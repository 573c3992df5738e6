//! The session registry: participant state keyed by session id.
//!
//! Lives inside the room's serialized mutation section, so a plain map is
//! sufficient; the registry adds the identity-centric lookups the room
//! needs (case-insensitive email dedup, conductor election, a
//! deduplicated directory view).

use std::collections::HashMap;

use crate::model::{Session, SessionSummary};

/// Map of session-id → participant state.
#[derive(Debug, Default)]
pub struct SessionRegistry {
    sessions: HashMap<String, Session>,
}

impl SessionRegistry {
    #[must_use]
    pub fn new() -> Self {
        Self::default()
    }

    pub fn insert(&mut self, session: Session) {
        self.sessions.insert(session.id.clone(), session);
    }

    #[must_use]
    pub fn get(&self, id: &str) -> Option<&Session> {
        self.sessions.get(id)
    }

    pub fn get_mut(&mut self, id: &str) -> Option<&mut Session> {
        self.sessions.get_mut(id)
    }

    pub fn remove(&mut self, id: &str) -> Option<Session> {
        self.sessions.remove(id)
    }

    #[must_use]
    pub fn contains(&self, id: &str) -> bool {
        self.sessions.contains_key(id)
    }

    #[must_use]
    pub fn len(&self) -> usize {
        self.sessions.len()
    }

    #[must_use]
    pub fn is_empty(&self) -> bool {
        self.sessions.is_empty()
    }

    pub fn iter(&self) -> impl Iterator<Item = &Session> {
        self.sessions.values()
    }

    pub fn iter_mut(&mut self) -> impl Iterator<Item = &mut Session> {
        self.sessions.values_mut()
    }

    /// Removes every *other* session sharing the given email
    /// (case-insensitive), returning the evicted sessions.
    pub fn evict_duplicates(&mut self, email: &str, keep_id: &str) -> Vec<Session> {
        let duplicate_ids: Vec<String> = self
            .sessions
            .values()
            .filter(|s| s.id != keep_id && s.email_matches(email))
            .map(|s| s.id.clone())
            .collect();

        duplicate_ids
            .into_iter()
            .filter_map(|id| self.sessions.remove(&id))
            .collect()
    }

    /// First session holding provider credentials, for conductor election.
    /// Oldest wins so an established conductor is not displaced by a
    /// late-joining authenticated session.
    #[must_use]
    pub fn first_with_credentials(&self) -> Option<&Session> {
        self.sessions
            .values()
            .filter(|s| s.has_credentials())
            .min_by_key(|s| s.created_at)
    }

    /// Sessions whose last heartbeat is older than the timeout.
    #[must_use]
    pub fn stale_ids(&self, now: u64, timeout_ms: u64) -> Vec<String> {
        self.sessions
            .values()
            .filter(|s| now.saturating_sub(s.last_heartbeat) > timeout_ms)
            .map(|s| s.id.clone())
            .collect()
    }

    /// Sessions that mirror playback: credentialled and in follow mode.
    #[must_use]
    pub fn followers(&self) -> Vec<(String, String)> {
        self.sessions
            .values()
            .filter(|s| s.follow_mode == crate::model::FollowMode::Follow)
            .filter_map(|s| {
                s.access_token()
                    .map(|token| (s.id.clone(), token.to_string()))
            })
            .collect()
    }

    /// The deduplicated participant directory: one entry per email
    /// (newest session wins), identity-complete sessions only.
    #[must_use]
    pub fn summaries(&self, conductor_id: Option<&str>) -> Vec<SessionSummary> {
        let mut newest_per_email: HashMap<String, &Session> = HashMap::new();
        for session in self.sessions.values() {
            let Some(email) = session.email.as_deref() else {
                continue;
            };
            if session.name.is_none() {
                continue;
            }
            let key = email.to_ascii_lowercase();
            let entry = newest_per_email.entry(key).or_insert(session);
            if session.created_at > entry.created_at {
                *entry = session;
            }
        }

        let mut summaries: Vec<SessionSummary> = newest_per_email
            .into_values()
            .map(|s| SessionSummary {
                session_id: s.id.clone(),
                name: s.display_name(),
                email: s.email.clone().unwrap_or_default(),
                is_conductor: conductor_id == Some(s.id.as_str()),
            })
            .collect();

        summaries.sort_by(|a, b| a.name.cmp(&b.name));
        summaries
    }
}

• • •

Exercise goal ▸ The answer must consist of every entry, set down exactly as given.

Expected answer ▸
repository 573c3992df5738e6
//! The session registry: participant state keyed by session id.
//!
//! Lives inside the room's serialized mutation section, so a plain map is
//! sufficient; the registry adds the identity-centric lookups the room
//! needs (case-insensitive email dedup, conductor election, a
//! deduplicated directory view).

use std::collections::HashMap;

use crate::model::{Session, SessionSummary};

/// Map of session-id → participant state.
#[derive(Debug, Default)]
pub struct SessionRegistry {
    sessions: HashMap<String, Session>,
}

impl SessionRegistry {
    #[must_use]
    pub fn new() -> Self {
        Self::default()
    }

    pub fn insert(&mut self, session: Session) {
        self.sessions.insert(session.id.clone(), session);
    }

    #[must_use]
    pub fn get(&self, id: &str) -> Option<&Session> {
        self.sessions.get(id)
    }

    pub fn get_mut(&mut self, id: &str) -> Option<&mut Session> {
        self.sessions.get_mut(id)
    }

    pub fn remove(&mut self, id: &str) -> Option<Session> {
        self.sessions.remove(id)
    }

    #[must_use]
    pub fn contains(&self, id: &str) -> bool {
        self.sessions.contains_key(id)
    }

    #[must_use]
    pub fn len(&self) -> usize {
        self.sessions.len()
    }

    #[must_use]
    pub fn is_empty(&self) -> bool {
        self.sessions.is_empty()
    }

    pub fn iter(&self) -> impl Iterator<Item = &Session> {
        self.sessions.values()
    }

    pub fn iter_mut(&mut self) -> impl Iterator<Item = &mut Session> {
        self.sessions.values_mut()
    }

    /// Removes every *other* session sharing the given email
    /// (case-insensitive), returning the evicted sessions.
    pub fn evict_duplicates(&mut self, email: &str, keep_id: &str) -> Vec<Session> {
        let duplicate_ids: Vec<String> = self
            .sessions
            .values()
            .filter(|s| s.id != keep_id && s.email_matches(email))
            .map(|s| s.id.clone())
            .collect();

        duplicate_ids
            .into_iter()
            .filter_map(|id| self.sessions.remove(&id))
            .collect()
    }

    /// First session holding provider credentials, for conductor election.
    /// Oldest wins so an established conductor is not displaced by a
    /// late-joining authenticated session.
    #[must_use]
    pub fn first_with_credentials(&self) -> Option<&Session> {
        self.sessions
            .values()
            .filter(|s| s.has_credentials())
            .min_by_key(|s| s.created_at)
    }

    /// Sessions whose last heartbeat is older than the timeout.
    #[must_use]
    pub fn stale_ids(&self, now: u64, timeout_ms: u64) -> Vec<String> {
        self.sessions
            .values()
            .filter(|s| now.saturating_sub(s.last_heartbeat) > timeout_ms)
            .map(|s| s.id.clone())
            .collect()
    }

    /// Sessions that mirror playback: credentialled and in follow mode.
    #[must_use]
    pub fn followers(&self) -> Vec<(String, String)> {
        self.sessions
            .values()
            .filter(|s| s.follow_mode == crate::model::FollowMode::Follow)
            .filter_map(|s| {
                s.access_token()
                    .map(|token| (s.id.clone(), token.to_string()))
            })
            .collect()
    }

    /// The deduplicated participant directory: one entry per email
    /// (newest session wins), identity-complete sessions only.
    #[must_use]
    pub fn summaries(&self, conductor_id: Option<&str>) -> Vec<SessionSummary> {
        let mut newest_per_email: HashMap<String, &Session> = HashMap::new();
        for session in self.sessions.values() {
            let Some(email) = session.email.as_deref() else {
                continue;
            };
            if session.name.is_none() {
                continue;
            }
            let key = email.to_ascii_lowercase();
            let entry = newest_per_email.entry(key).or_insert(session);
            if session.created_at > entry.created_at {
                *entry = session;
            }
        }

        let mut summaries: Vec<SessionSummary> = newest_per_email
            .into_values()
            .map(|s| SessionSummary {
                session_id: s.id.clone(),
                name: s.display_name(),
                email: s.email.clone().unwrap_or_default(),
                is_conductor: conductor_id == Some(s.id.as_str()),
            })
            .collect();

        summaries.sort_by(|a, b| a.name.cmp(&b.name));
        summaries
    }
}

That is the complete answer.